Cármen Lúcia: parece que o escárnio venceu o cinismo, mas o crime não vencerá a Justiça

Confira o trecho da declaração da ministra do Supremo Tribunal Federal Cármen Lúcia ao votar em favor da decisão do ministro relator da Lava Jato, Teori Zavaski, pela prisão do então líder do governo no Senado, Delcídio Amaral (PT-MS)
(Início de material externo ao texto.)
//! Vulkan rendering backend
//!
//! Low-level Vulkan implementation owning the full GPU resource lifecycle:
//! bootstrap, buffers/images/descriptors, render stages and pipelines, the
//! four render systems, and the per-frame-in-flight orchestrator.

pub mod arena;
pub mod buffer;
pub mod command_unit;
pub mod context;
pub mod descriptor;
pub mod frame;
pub mod image;
pub mod pipeline;
pub mod render_stage;
pub mod renderer;
pub mod resources;
pub mod scene;
pub mod shader;
pub mod swapchain;
pub mod sync;
pub mod systems;

// Re-export commonly used types
pub use arena::ArenaAllocator;
pub use buffer::GpuBuffer;
pub use command_unit::{CommandUnit, CommandUnits};
pub use context::{LogicalDevice, PhysicalDeviceInfo, VulkanContext, VulkanError, VulkanInstance, VulkanResult};
pub use descriptor::{DescriptorGroup, DescriptorGroupDesc};
pub use frame::{FrameOrchestrator, FrameStatus, PassKind, PassState};
pub use image::{GpuImage, Sampler};
pub use pipeline::{Pipeline, PipelineDesc};
pub use render_stage::{RenderStage, RenderStageDesc};
pub use renderer::PhotonRenderer;
pub use resources::{Invalidate, Resources};
pub use shader::{ShaderModule, ShaderSet};
pub use swapchain::Swapchain;
pub use sync::{Fence, Semaphore};
pub use systems::RenderSystems;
SÃO PAULO – Confira o trecho da declaração da ministra do Supremo Tribunal Federal Cármen Lúcia ao votar em favor da decisão do ministro relator da Lava Jato, Teori Zavaski, pela prisão do então líder do governo no Senado, Delcídio Amaral (PT-MS):

“Na história recente da nossa pátria, houve um momento em que a maioria de nós, brasileiros, acreditou em um mote segundo o qual uma esperança tinha vencido o medo. Depois, nos deparamos com a ação penal 470 (mensalão) e descobrimos que o cinismo tinha vencido aquela esperança. Agora, parece-se constatar que o escárnio venceu o cinismo. O crime não vencerá a Justiça. Aviso aos navegantes dessas águas turvas de corrupção e das iniquidades: criminosos não passarão a navalha de desfaçatez e da confusão entre imunidade, impunidade e corrupção. Não passarão. Não passarão sobre os juízes – e há juízes no Brasil. Não passarão sobre novas esperanças do povo brasileiro, porque a decepção não pode estancar a vontade de acertar sobre o espaço público. Não passarão sobre a Constituição do Brasil. A decisão do ministro Teori Zavascki deixa patenteado que não se confunde imunidade com impunidade. A Constituição do Brasil, em seu parágrafo 3º do artigo 55 prevê a imunidade do mandato para a garantia democrática e legítima daquilo que foi recebido do cidadão pelo representante, mas em nenhuma passagem a Constituição permite qualquer forma de impunidade a quem quer que seja”.